Two novel triphenyltin(IV) compounds, [Ph₃SnL1] (L1 = 2-(5-(4-fluorobenzylidene)-2,4-dioxotetrahydrothiazole-3-yl)propanoate (1)) and [Ph₃SnL2] (L2 = 2-(5-(5-methyl-2-furfurylidene)-2,4-dioxotetrahydrothiazole-3-yl)propanoate (2)) were synthesized and characterized by FT-IR, (¹H and ¹³C) NMR spectroscopy, mass spectrometry, and elemental microanalysis. The in vitro anticancer activity of the synthesized organotin(IV) compounds was determined against four tumor cell lines: PC-3 (prostate), HT-29 (colon), MCF-7 (breast), and HepG2 (hepatic) using MTT (3-(4,5-dimethylthiazol-2-yl)-2,5-12 diphenyltetrazolium bromide) and CV (crystal violet) assays. The IC₅₀ values are found to be in the range from 0.11 to 0.50 μM. Compound 1 exhibits the highest activity toward PC-3 cells (IC₅₀ = 0.115 ± 0.009 μM; CV assay). The tin and platinum uptake in PC-3 cells showed a threefold lower uptake of tin in comparison to platinum (as cisplatin). Together with its higher activity this indicates a much higher cell inhibition potential of the tin compounds (calculated to ca. 50 to 100 times). Morphological analysis suggested that the compounds induce apoptosis in PC-3 cells, and flow cytometry analysis revealed that 1 and 2 induce autophagy as well as NO (nitric oxide) production.
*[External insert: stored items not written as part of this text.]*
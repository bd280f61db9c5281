//! Persisted viewer settings.
//!
//! Saved as RON next to the working directory on exit and reloaded on
//! startup. A missing file means defaults; a malformed file is logged
//! and replaced with defaults rather than blocking startup.

use serde::{Deserialize, Serialize};
use std::path::{Path, PathBuf};
use thiserror::Error;

use crate::ui::camera::CameraPreset;

pub const CONFIG_FILE: &str = "nanoscope.ron";

#[derive(Debug, Error)]
pub enum ConfigError {
    #[error("failed to access config file: {0}")]
    Io(#[from] std::io::Error),
    #[error("failed to serialize config: {0}")]
    Ron(#[from] ron::Error),
}

#[derive(Debug, Clone, Serialize, Deserialize)]
#[serde(default)]
pub struct ViewerConfig {
    pub window_width: u32,
    pub window_height: u32,
    pub substrate_opacity: f32,
    pub selected_field: Option<String>,
    pub show_trails: bool,
    pub detailed: bool,
    pub playback_speed: f32,
    pub camera_preset: CameraPreset,
}

impl Default for ViewerConfig {
    fn default() -> Self {
        Self {
            window_width: 1600,
            window_height: 900,
            substrate_opacity: 0.7,
            selected_field: Some("oxygen".to_string()),
            show_trails: true,
            detailed: true,
            playback_speed: 1.0,
            camera_preset: CameraPreset::Isometric,
        }
    }
}

impl ViewerConfig {
    pub fn default_path() -> PathBuf {
        PathBuf::from(CONFIG_FILE)
    }

    /// Load from disk, falling back to defaults when the file is
    /// missing or unreadable.
    pub fn load(path: &Path) -> Self {
        match std::fs::read_to_string(path) {
            Ok(text) => match ron::from_str(&text) {
                Ok(config) => config,
                Err(err) => {
                    log::warn!("ignoring malformed config {}: {err}", path.display());
                    Self::default()
                }
            },
            Err(err) if err.kind() == std::io::ErrorKind::NotFound => Self::default(),
            Err(err) => {
                log::warn!("could not read config {}: {err}", path.display());
                Self::default()
            }
        }
    }

    pub fn save(&self, path: &Path) -> Result<(), ConfigError> {
        let text = ron::ser::to_string_pretty(self, ron::ser::PrettyConfig::default())?;
        std::fs::write(path, text)?;
        Ok(())
    }

    /// Clamp loaded values into ranges the UI can actually represent.
    pub fn sanitized(mut self) -> Self {
        self.substrate_opacity = self.substrate_opacity.clamp(0.0, 1.0);
        self.playback_speed = self.playback_speed.clamp(0.25, 8.0);
        self.window_width = self.window_width.max(320);
        self.window_height = self.window_height.max(240);
        self
    }
}

#[cfg(test)]
mod tests {
    use super::*;

    #[test]
    fn round_trips_through_ron() {
        let dir = std::env::temp_dir().join("nanoscope-config-test");
        std::fs::create_dir_all(&dir).unwrap();
        let path = dir.join(CONFIG_FILE);

        let mut config = ViewerConfig::default();
        config.substrate_opacity = 0.4;
        config.camera_preset = CameraPreset::TopDown;
        config.selected_field = Some("drug".to_string());
        config.save(&path).unwrap();

        let loaded = ViewerConfig::load(&path);
        assert_eq!(loaded.substrate_opacity, 0.4);
        assert_eq!(loaded.camera_preset, CameraPreset::TopDown);
        assert_eq!(loaded.selected_field.as_deref(), Some("drug"));

        std::fs::remove_file(&path).unwrap();
    }

    #[test]
    fn missing_file_yields_defaults() {
        let config = ViewerConfig::load(Path::new("/nonexistent/nanoscope.ron"));
        assert_eq!(config.playback_speed, 1.0);
        assert!(config.show_trails);
    }

    #[test]
    fn malformed_file_yields_defaults() {
        let dir = std::env::temp_dir().join("nanoscope-config-bad");
        std::fs::create_dir_all(&dir).unwrap();
        let path = dir.join(CONFIG_FILE);
        std::fs::write(&path, "this is not ron {{{").unwrap();
        let config = ViewerConfig::load(&path);
        assert_eq!(config.window_width, 1600);
        std::fs::remove_file(&path).unwrap();
    }

    #[test]
    fn sanitize_clamps_out_of_range_values() {
        let config = ViewerConfig {
            substrate_opacity: 9.0,
            playback_speed: 0.0,
            window_width: 10,
            ..ViewerConfig::default()
        }
        .sanitized();
        assert_eq!(config.substrate_opacity, 1.0);
        assert_eq!(config.playback_speed, 0.25);
        assert_eq!(config.window_width, 320);
    }
}
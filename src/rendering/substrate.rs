//! Substrate field overlay: scalar grid to ground-plane texture.
//!
//! One selected field per frame is encoded to an RGBA texture and drawn
//! as a translucent quad on the ground plane, scaled to the domain so
//! texels stay registered with entity positions. Encoding only happens
//! when the inputs actually change; an unchanged (step, field, max,
//! opacity) key reuses the texture from the previous frame.

use glam::Mat4;
use wgpu::util::DeviceExt;

use crate::colormap;
use crate::domain::DomainTransform;
use crate::snapshot::SubstrateData;

/// Inputs that determine the texture contents. Float inputs are
/// compared by bit pattern so the key is `Eq`.
#[derive(Debug, Clone, PartialEq, Eq)]
struct EncodeKey {
    step: u64,
    field: String,
    max_bits: u32,
    opacity_bits: u32,
    width: u32,
    height: u32,
}

/// Encode one grid into RGBA8 pixels, row-major, one texel per grid
/// sample. Grids arrive already transposed so `grid[y][x]` is texel
/// (x, y).
pub fn encode_pixels(grid: &[Vec<f32>], field: &str, max_value: f32, opacity: f32) -> Vec<u8> {
    let height = grid.len();
    let width = grid.first().map(|row| row.len()).unwrap_or(0);
    let mut pixels = Vec::with_capacity(width * height * 4);
    for row in grid {
        for x in 0..width {
            let value = row.get(x).copied().unwrap_or(0.0);
            pixels.extend_from_slice(&colormap::encode_rgba8(value, field, max_value, opacity));
        }
    }
    pixels
}

#[repr(C)]
#[derive(Copy, Clone, bytemuck::Pod, bytemuck::Zeroable)]
struct OverlayVertex {
    position: [f32; 3],
    uv: [f32; 2],
}

#[repr(C)]
#[derive(Copy, Clone, bytemuck::Pod, bytemuck::Zeroable)]
struct OverlayUniform {
    view_proj: [[f32; 4]; 4],
}

pub struct SubstrateRenderer {
    pipeline: wgpu::RenderPipeline,
    uniform_buffer: wgpu::Buffer,
    uniform_bind_group: wgpu::BindGroup,
    vertex_buffer: wgpu::Buffer,
    sampler: wgpu::Sampler,
    texture_bind_group_layout: wgpu::BindGroupLayout,
    texture: Option<wgpu::Texture>,
    texture_bind_group: Option<wgpu::BindGroup>,
    last_key: Option<EncodeKey>,
    quad_domain_size: f32,
}
//! # Nanoscope: Tumor Microenvironment Playback Viewer
//!
//! Nanoscope renders precomputed nanobot drug-delivery simulation runs
//! as an interactive 3D scene. It consumes step snapshots produced by
//! an external simulation backend (or its own built-in demo generator)
//! and plays them back with full transport control; no simulation
//! happens here.
//!
//! ## Architecture Overview
//!
//! ### 1. Data Model ([`snapshot`], [`playback`])
//!
//! - [`snapshot::Snapshot`] - one simulation step: nanobots, tumor
//!   cells, vessels, substrate grids, metrics
//! - [`playback::Recording`] - a normalized run of snapshots
//! - [`playback::Playback`] - the step cursor and transport clock
//!
//! **Key Design**: snapshots are immutable once loaded; all mutable
//! visual state lives in side-tables keyed by entity id.
//!
//! ### 2. Scene State ([`domain`], [`trails`], [`transition`])
//!
//! - [`domain::DomainTransform`] - simulation-to-scene coordinates
//! - [`trails::TrailTracker`] - bounded per-entity movement history
//! - [`transition::TransitionTable`] - smoothed state-change visuals
//!
//! ### 3. Rendering Pipeline ([`rendering`], [`colormap`])
//!
//! wgpu-based, one render pass per frame:
//! - [`rendering::spheres`] - instanced sphere impostors for every
//!   entity class
//! - [`rendering::population`] - individual vs batched draw strategy
//! - [`rendering::substrate`] - concentration grid ground overlay
//! - [`rendering::trail_tubes`] - smoothed history tubes
//! - [`rendering::lines`] - scaffolding and detail glyphs
//!
//! **Key Design**: both population strategies read the same visual
//! tables, so switching strategy never changes what a state looks like.
//!
//! ### 4. Composition and UI ([`scene`], [`ui`], [`app`])
//!
//! - [`scene::SceneComposer`] - owns renderers and cross-step state
//! - [`ui::OrbitCamera`] - smoothed orbit camera with presets
//! - [`ui::Hud`] - egui transport bar, view panel, metrics, legend
//! - [`app`] - winit shell and the event/render loop
//!
//! ## Dependencies
//!
//! - **Graphics**: `wgpu` (GPU abstraction), `winit` (windowing)
//! - **Math**: `glam` (SIMD math types), `bytemuck` (safe transmutation)
//! - **UI**: `egui` + `egui-wgpu` + `egui-winit` (immediate mode HUD)
//! - **Serialization**: `serde` + `serde_json` (snapshots), `ron` (config)

pub mod app;
pub mod colormap;
pub mod config;
pub mod demo;
pub mod domain;
pub mod playback;
pub mod rendering;
pub mod scene;
pub mod snapshot;
pub mod trails;
pub mod transition;
pub mod ui;
//! Per-class rendering strategy selection.
//!
//! Below a per-class threshold every entity gets its own draw range
//! (rich transitions, facing, glyphs); at or above it the population is
//! batched into one range per discrete visual category, since batched
//! draws share one material per category. Switching strategies changes
//! the mechanism only, never the visual semantics: both paths read the
//! same state tables in [`super::visuals`].

use crate::snapshot::{CellPhase, NanobotState};

#[derive(Debug, Clone, Copy, PartialEq, Eq)]
pub enum EntityClass {
    Nanobot,
    TumorCell,
    Vessel,
}

#[derive(Debug, Clone, Copy, PartialEq, Eq)]
pub enum RenderStrategy {
    /// One draw range per entity.
    Individual,
    /// One draw range per visual category.
    Batched,
}

/// Entity counts at which each class switches to the batched path.
pub fn individual_limit(class: EntityClass) -> usize {
    match class {
        EntityClass::Nanobot => 200,
        EntityClass::TumorCell => 300,
        // Vessel counts are small in practice; the threshold exists for
        // uniformity across classes.
        EntityClass::Vessel => 100,
    }
}

pub fn strategy_for(class: EntityClass, count: usize) -> RenderStrategy {
    if count < individual_limit(class) {
        RenderStrategy::Individual
    } else {
        RenderStrategy::Batched
    }
}

/// Discrete visual category index used to group batched instances.
/// Categories map 1:1 onto rows of the state/phase tables.
pub fn nanobot_category(state: NanobotState) -> u32 {
    match state {
        NanobotState::Searching => 0,
        NanobotState::Targeting => 1,
        NanobotState::Delivering => 2,
        NanobotState::Returning => 3,
        NanobotState::Reloading => 4,
        NanobotState::Unknown => 5,
    }
}

pub fn cell_category(phase: CellPhase) -> u32 {
    match phase {
        CellPhase::Viable => 0,
        CellPhase::Hypoxic => 1,
        CellPhase::Necrotic => 2,
        CellPhase::Apoptotic => 3,
        CellPhase::Unknown => 4,
    }
}

#[cfg(test)]
mod tests {
    use super::*;

    #[test]
    fn counts_below_the_threshold_render_individually() {
        assert_eq!(
            strategy_for(EntityClass::TumorCell, 50),
            RenderStrategy::Individual
        );
        assert_eq!(
            strategy_for(EntityClass::Nanobot, 199),
            RenderStrategy::Individual
        );
    }

    #[test]
    fn counts_at_or_above_the_threshold_batch() {
        assert_eq!(
            strategy_for(EntityClass::TumorCell, 1500),
            RenderStrategy::Batched
        );
        assert_eq!(
            strategy_for(EntityClass::TumorCell, individual_limit(EntityClass::TumorCell)),
            RenderStrategy::Batched
        );
        assert_eq!(
            strategy_for(EntityClass::Vessel, 100),
            RenderStrategy::Batched
        );
    }

    #[test]
    fn categories_are_distinct_per_class() {
        let states = [
            NanobotState::Searching,
            NanobotState::Targeting,
            NanobotState::Delivering,
            NanobotState::Returning,
            NanobotState::Reloading,
            NanobotState::Unknown,
        ];
        let mut seen: Vec<u32> = states.iter().map(|s| nanobot_category(*s)).collect();
        seen.sort_unstable();
        seen.dedup();
        assert_eq!(seen.len(), states.len());
    }
}
use crate::domain::DomainTransform;
use crate::rendering::instances::{self, ClassInstances, SphereInstance, NANOBOT_RADIUS};
use crate::rendering::lines::{
    push_circle, push_domain_frame, push_ground_grid, push_line, push_scale_bar, LineRenderer,
    LineVertex,
};
use crate::rendering::spheres::SphereRenderer;
use crate::rendering::substrate::SubstrateRenderer;
use crate::rendering::trail_tubes::{build_tube, TrailTubeRenderer, TubeVertex, TUBE_RADIUS};
use crate::snapshot::{Snapshot, NANOBOT_PAYLOAD_CAPACITY};
use crate::trails::{decay_alpha, smooth_path, TrailTracker, TRAIL_CAP};
use crate::transition::TransitionTable;
use crate::ui::camera::OrbitCamera;

const CLEAR_COLOR: wgpu::Color = wgpu::Color {
    r: 0.02,
    g: 0.02,
    b: 0.05,
    a: 1.0,
};

const TRAIL_COLOR: [f32; 3] = [0.30, 0.90, 0.45];
const TRAIL_SUBDIVISIONS: usize = 4;

/// Per-frame view options, driven by the HUD.
#[derive(Debug, Clone)]
pub struct ViewState {
    pub selected_field: Option<String>,
    pub substrate_opacity: f32,
    pub show_trails: bool,
    pub detailed: bool,
}

/// Shift a class's local draw ranges into a combined instance array.
fn offset_ranges(built: &ClassInstances, base: u32) -> Vec<std::ops::Range<u32>> {
    built
        .ranges
        .iter()
        .map(|r| (r.start + base)..(r.end + base))
        .collect()
}
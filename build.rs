fn main() {
    // Rebuild when the embedded shaders change
    println!("cargo:rerun-if-changed=shaders/sphere_impostor.wgsl");
    println!("cargo:rerun-if-changed=shaders/lines.wgsl");
    println!("cargo:rerun-if-changed=shaders/substrate.wgsl");
    println!("cargo:rerun-if-changed=shaders/trail_tube.wgsl");
}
两种新型三苯基锡（IV）化合物[ Ph ₃ SnL1]（L1  = 2-（5-（4-氟亚苄基）-2,4-二氧四氢噻唑-3-基）丙酸酯（1））和[ Ph ₃ SnL2]（L2 ＝ 合成2-（5-（5-（5-甲基-2-糠基亚基）-2，4-二氧四氢噻唑-3-基）丙酸酯（2）），并通过FT-IR，（¹ H和¹³ C）NMR光谱表征，质谱和元素微量分析。在体外使用MTT测定了合成的有机锡（IV）化合物对四种肿瘤细胞系的抗癌活性：PC-3（前列腺），HT-29（结肠），MCF-7（乳腺癌）和HepG2（肝） 4,5-二甲基噻唑-2-基）-2,5-12溴化二苯基四唑）和CV（结晶紫）分析。发现IC ₅₀值在0.11至0.50μM的范围内。化合物1对PC-3细胞表现出最高活性（IC ₅₀  = 0.115±0.009μM； CV分析）。与铂（顺铂）相比，PC-3细胞中锡和铂的吸收显示锡吸收降低了三倍。连同其较高的活性，这表明锡化合物具有更高的细胞抑制潜能（计算为约50至100次）。形态分析表明该化合物诱导PC-3细胞凋亡，流式细胞仪分析表明1和2诱导自噬以及NO（一氧化氮）产生。